On savait le projet ambitieux, on ignorait à quel point il était allé loin. Dans un entretien au Corriere della Sera, Paolo Maldini revient sur son passage éclair à la direction sportive de la sélection italienne, et sur le technicien de rêve qu'il avait presque convaincu.
Passé brièvement par la direction sportive de la Squadra Azzurra, Paolo Maldini nourrissait une ambition démesurée : une refonte complète du football italien, portée par un entraîneur de tout premier plan. L'ancien capitaine du Milan visait Pep Guardiola, et à ce titre, il n'avait pas manqué de le faire savoir publiquement. Dans un entretien au Corriere della Sera, Maldini révèle d'ailleurs que le contact est allé bien plus loin qu'une simple prise de température. « Avec Guardiola, nous avons étudié les effectifs, des moins de 17 ans et au-dessus », raconte-t-il, assurant que le Catalan avait « même commencé à écrire les compositions ».

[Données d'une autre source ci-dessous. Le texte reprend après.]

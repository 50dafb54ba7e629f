//! Unified error handling with Sentry integration.
//!
//! Provides a unified `AppError` type that captures errors to Sentry before
//! responding to the client. All route handlers should return `Result<T, AppError>`.
//! Responses are JSON bodies of the form `{"error": "..."}`.

use axum::{
    Json,
    http::StatusCode,
    response::{IntoResponse, Response},
};
use serde_json::json;
use thiserror::Error;

use crate::db::RepositoryError;
use crate::services::auth::AuthError;
use crate::services::catalog::CatalogError;
use crate::services::phonepe::PhonepeError;
use crate::services::razorpay::RazorpayError;

/// Application-level error type for the storefront.
#[derive(Debug, Error)]
pub enum AppError {
    /// Database operation failed.
    #[error("Database error: {0}")]
    Database(#[from] RepositoryError),

    /// Catalog API operation failed.
    #[error("Catalog error: {0}")]
    Catalog(#[from] CatalogError),

    /// Razorpay API operation failed.
    #[error("Razorpay error: {0}")]
    Razorpay(#[from] RazorpayError),

    /// PhonePe API operation failed.
    #[error("PhonePe error: {0}")]
    Phonepe(#[from] PhonepeError),

    /// Authentication operation failed.
    #[error("Auth error: {0}")]
    Auth(#[from] AuthError),

    /// Resource not found.
    #[error("Not found: {0}")]
    NotFound(String),

    /// User is not authenticated.
    #[error("Unauthorized: {0}")]
    Unauthorized(String),

    /// Bad request from client.
    #[error("Bad request: {0}")]
    BadRequest(String),

    /// Internal server error.
    #[error("Internal error: {0}")]
    Internal(String),
}

impl IntoResponse for AppError {
    fn into_response(self) -> Response {
        // Capture server errors to Sentry
        if matches!(
            self,
            Self::Database(RepositoryError::Database(_) | RepositoryError::DataCorruption(_))
                | Self::Internal(_)
                | Self::Catalog(_)
                | Self::Razorpay(_)
                | Self::Phonepe(_)
        ) {
            let event_id = sentry::capture_error(&self);
            tracing::error!(
                error = %self,
                sentry_event_id = %event_id,
                "Request error"
            );
        }

        let status = match &self {
            Self::Database(err) => match err {
                RepositoryError::NotFound => StatusCode::NOT_FOUND,
                RepositoryError::Conflict(_) => StatusCode::CONFLICT,
                RepositoryError::IllegalTransition { .. } => StatusCode::BAD_REQUEST,
                _ => StatusCode::INTERNAL_SERVER_ERROR,
            },
            Self::Internal(_) => StatusCode::INTERNAL_SERVER_ERROR,
            Self::Catalog(_) | Self::Razorpay(_) | Self::Phonepe(_) => StatusCode::BAD_GATEWAY,
            Self::Auth(err) => match err {
                AuthError::InvalidCredentials | AuthError::UserNotFound => StatusCode::UNAUTHORIZED,
                AuthError::UserAlreadyExists => StatusCode::CONFLICT,
                AuthError::WeakPassword(_) | AuthError::InvalidEmail(_) => StatusCode::BAD_REQUEST,
                AuthError::PasswordHash | AuthError::Repository(_) => {
                    StatusCode::INTERNAL_SERVER_ERROR
                }
            },
            Self::NotFound(_) => StatusCode::NOT_FOUND,
            Self::Unauthorized(_) => StatusCode::UNAUTHORIZED,
            Self::BadRequest(_) => StatusCode::BAD_REQUEST,
        };

        // Don't expose internal error details to clients
        let message = match &self {
            Self::Database(err) => match err {
                RepositoryError::NotFound => "Not found".to_string(),
                RepositoryError::Conflict(msg) => msg.clone(),
                RepositoryError::IllegalTransition { from, to } => {
                    format!("Cannot move order from {from} to {to}")
                }
                _ => "Internal server error".to_string(),
            },
            Self::Internal(_) => "Internal server error".to_string(),
            Self::Catalog(_) => "Catalog service error".to_string(),
            Self::Razorpay(_) | Self::Phonepe(_) => "Payment gateway error".to_string(),
            Self::Auth(err) => match err {
                AuthError::InvalidCredentials | AuthError::UserNotFound => {
                    "Invalid credentials".to_string()
                }
                AuthError::UserAlreadyExists => {
                    "An account with this email already exists".to_string()
                }
                AuthError::WeakPassword(msg) => msg.clone(),
                AuthError::InvalidEmail(_) => "Invalid email address".to_string(),
                AuthError::PasswordHash | AuthError::Repository(_) => {
                    "Internal server error".to_string()
                }
            },
            Self::NotFound(msg) | Self::Unauthorized(msg) | Self::BadRequest(msg) => msg.clone(),
        };

        (status, Json(json!({ "error": message }))).into_response()
    }
}

/// Result type alias for `AppError`.
pub type Result<T> = std::result::Result<T, AppError>;

/// Set the Sentry user context from a user ID.
///
/// Call this after successful authentication to associate errors with users.
pub fn set_sentry_user(user_id: &impl ToString, email: Option<&str>) {
    sentry::configure_scope(|scope| {
        scope.set_user(Some(sentry::User {
            id: Some(user_id.to_string()),
            email: email.map(String::from),
            ..Default::default()
        }));
    });
}

/// Clear the Sentry user context.
///
/// Call this on logout to stop associating errors with the user.
pub fn clear_sentry_user() {
    sentry::configure_scope(|scope| {
        scope.set_user(None);
    });
}

#[cfg(test)]
mod tests {
    use super::*;
    use marigold_core::OrderState;

    fn status_of(err: AppError) -> StatusCode {
        err.into_response().status()
    }

    #[test]
    fn test_app_error_display() {
        let err = AppError::NotFound("order-123".to_string());
        assert_eq!(err.to_string(), "Not found: order-123");

        let err = AppError::BadRequest("invalid input".to_string());
        assert_eq!(err.to_string(), "Bad request: invalid input");
    }

    #[test]
    fn test_app_error_status_codes() {
        assert_eq!(
            status_of(AppError::NotFound("test".to_string())),
            StatusCode::NOT_FOUND
        );
        assert_eq!(
            status_of(AppError::Unauthorized("test".to_string())),
            StatusCode::UNAUTHORIZED
        );
        assert_eq!(
            status_of(AppError::BadRequest("test".to_string())),
            StatusCode::BAD_REQUEST
        );
        assert_eq!(
            status_of(AppError::Internal("test".to_string())),
            StatusCode::INTERNAL_SERVER_ERROR
        );
    }

    #[test]
    fn test_repository_errors_map_to_client_statuses() {
        assert_eq!(
            status_of(AppError::Database(RepositoryError::NotFound)),
            StatusCode::NOT_FOUND
        );
        assert_eq!(
            status_of(AppError::Database(RepositoryError::Conflict(
                "duplicate".to_string()
            ))),
            StatusCode::CONFLICT
        );
        assert_eq!(
            status_of(AppError::Database(RepositoryError::IllegalTransition {
                from: OrderState::Paid,
                to: OrderState::Pending,
            })),
            StatusCode::BAD_REQUEST
        );
    }
}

Le volet financier avait rapidement été évoqué, mais l'Italien l'assure, l'argent n'a jamais rien bloqué. Maldini rapporte à ce titre une phrase symbolique de Pep Guardiola : « Donnez-moi un euro de moins que le dernier sélectionneur et je suis partant. » Maldini est catégorique, Guardiola « n'a pas refusé pour l'argent ». En cause, plutôt, la fatigue accumulée et une opération du dos, résumée par l'intéressé d'une formule : « J'étais fatigué après dix années épuisantes en Premier League. »
Quid de la polémique Pirlo ?
Une fois l'option Guardiola définitivement écartée, Maldini avait un plan B parfaitement défini en tête : Andrea Pirlo, qu'il jugeait « fin prêt » malgré son expérience limitée. Un argument qu'il balaie d'ailleurs d'une comparaison assassine : « Quel CV avaient les deux derniers entraîneurs champions du monde, Scaloni et De la Fuente ? » La polémique liée aux liens de Pirlo avec une société de paris n'y change rien à ses yeux : « C'était un prétexte », tranche-t-il, assurant qu'« il n'y avait aucun obstacle légal » et que l'intéressé était prêt à rompre ce partenariat pour lever tout doute.
Le projet s'est fracassé sur un désaccord de fond avec le président de la fédération, G. Malagò, jusqu'à rendre la mission impossible. Estimant ne plus disposer de l'indépendance promise, Maldini a fini par claquer la porte : « Nous avons présenté notre démission car les conditions de confiance n'existaient plus. » Et l'ancien défenseur assume, sans le moindre regret, la ligne qui fut la sienne : « Si défendre ma fonction, c'est être intransigeant, alors je suis intransigeant. »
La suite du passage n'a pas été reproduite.